Companies taking advantage of the payroll tax deferral included in the stimulus law to save cash can expect a liquidity hit once the deferral ends, Moody’s Investors Service analysts say.
The Coronavirus Aid, Relief and Economic Security (CARES) Act includes a provision allowing companies to defer paying their share of employees’ Social Security tax (6.2% of total employee payroll) from March 27 through the end of 2020.
The deferral amounts to an interest-free loan; companies don't have to pay the employer portion of the tax for up to two years. Half of the taxes are paid at the end of 2021, and the remaining half at the end of 2022.

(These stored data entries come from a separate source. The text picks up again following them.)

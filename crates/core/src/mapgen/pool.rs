//! Per-category sets of unclaimed spawn points, drained as phases place content.

use std::mem;

use rand_chacha::rand_core::Rng;

use crate::types::{Category, Pos};

use super::rng::random_index;

const POOLED_CATEGORIES: usize = Category::POOLED.len();

/// Ordered spawn points per category. Removal keeps the remaining order so a
/// seeded stream always resolves to the same points.
#[derive(Clone, Debug, Default, PartialEq, Eq)]
pub struct SpawnPool {
    points: [Vec<Pos>; POOLED_CATEGORIES],
}

impl SpawnPool {
    pub fn new() -> Self {
        Self::default()
    }

    /// Adds a point. Categories without a pool (`Exit`, `Empty`) ignore it.
    pub fn push(&mut self, category: Category, pos: Pos) {
        if let Some(slot) = category.pool_slot() {
            debug_assert!(!self.points[slot].contains(&pos), "{pos:?} already in {category:?}");
            self.points[slot].push(pos);
        }
    }

    pub fn count(&self, category: Category) -> usize {
        self.all(category).len()
    }

    pub fn is_empty(&self, category: Category) -> bool {
        self.count(category) == 0
    }

    pub fn all(&self, category: Category) -> &[Pos] {
        match category.pool_slot() {
            Some(slot) => &self.points[slot],
            None => &[],
        }
    }

    /// Removes and returns one uniformly random point, or `None` once the
    /// category is exhausted.
    pub fn draw<R: Rng + ?Sized>(&mut self, category: Category, rng: &mut R) -> Option<Pos> {
        let count = self.count(category);
        if count == 0 {
            return None;
        }
        let index = random_index(rng, count);
        self.remove_at(category, index)
    }

    pub fn remove_at(&mut self, category: Category, index: usize) -> Option<Pos> {
        let points = &mut self.points[category.pool_slot()?];
        (index < points.len()).then(|| points.remove(index))
    }

    /// Drains a whole category for phases that place on every point.
    pub fn take_all(&mut self, category: Category) -> Vec<Pos> {
        match category.pool_slot() {
            Some(slot) => mem::take(&mut self.points[slot]),
            None => Vec::new(),
        }
    }

    pub fn counts(&self) -> CategoryCounts {
        let mut counts = CategoryCounts::default();
        for category in Category::POOLED {
            counts.set(category, self.count(category));
        }
        counts
    }
}

/// Pool sizes per pooled category, captured right after decoding.
#[derive(Clone, Copy, Debug, Default, PartialEq, Eq)]
pub struct CategoryCounts {
    counts: [usize; POOLED_CATEGORIES],
}

impl CategoryCounts {
    pub fn get(&self, category: Category) -> usize {
        category.pool_slot().map_or(0, |slot| self.counts[slot])
    }

    fn set(&mut self, category: Category, count: usize) {
        if let Some(slot) = category.pool_slot() {
            self.counts[slot] = count;
        }
    }

    pub fn iter(&self) -> impl Iterator<Item = (Category, usize)> + '_ {
        Category::POOLED.into_iter().map(|category| (category, self.get(category)))
    }
}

For a large company, the deferral of 6.2% of payroll taxes will help but probably won't be significant, the analysts said. They estimated the impact on Delta Airlines. It could generate as much as $200 million in extra liquidity during the downturn. Although the savings is a lot, it pales compared to its $50 million in daily expenses.
"A deferral of 6.2% of payroll costs is relatively immaterial given the challenges a large company like Delta faces," analysts wrote in a statement sent to clients Wednesday.
For a smaller company, though, especially one in which payroll is the bulk of its costs, the deferral can help. "The additional operating cash flow can be beneficial," they said.
Inconvenient payback
Any benefit, though, must be weighed against the impact repayment will have when deferral ends.
Deferments will come due in 2021 and 2022, a time when "many companies may not yet be at full strength from the 2020 downturn, and will then have to pay 150% of their typical Social Security tax each year," they said.
If companies are in a rebuilding phase and need to invest their working capital to return to 2019 revenue levels, the analysts said, "the working capital outflow to pay for this deferral will be especially significant and put more pressure on company’s liquidity, even as outlooks are improving."
For CFOs, communicating the impact of this future liability will be important. "This deferral will be a future drag on liquidity," they said. "These amounts ... may very well be a material portion of a company's 2020 and 2021/2022 cash flow."
Tax credit has limited reach
The other tax benefit included in the stimulus law, a tax credit to encourage companies to retain employees who don't have work to do as a result of the slowdown, isn't expected to be as widely used as the payroll tax deferral but it provides a more valuable benefit.
Under the provision, companies can take a credit against 50% of their payroll tax payments for salary-related costs paid to each employee (up to a maximum $10,000) after March 2020.
As a credit, it doesn't generate any future liability, but few companies will be able to use it. First, at least some of the company's business must shut down, and second, revenues must drop by half compared to the comparable quarter last year.
These restrictions, the analysts said, limit the companies that will find the relief helpful. "Due to the narrow scope of employees that are being paid but left idle during the pandemic, we generally do not expect a material benefit to any one issuer," they said.
Loan forgiveness invalidates benefits
There's another negative to using the benefits. If a company receives a loan under the business loan program that was also created in the stimulus law, it can't take either of those two tax benefits.
"Companies that have had loans forgiven under the Paycheck Protection Program are not eligible," the analysts said.
Under PPP, companies with fewer than 500 employees can get loans for up to 2.5 times their average monthly payroll costs, up to $10 million. If they use the funds for eligible expenses, including 75% of the funds for retaining or hiring their employees, the loan is forgiven.
Bottom line: Although the tax benefits can be helpful, both the deferral and the credit come with limitations, and they can both be forfeited by the amount of any loan forgiveness that’s granted under the small business loan program, PPP.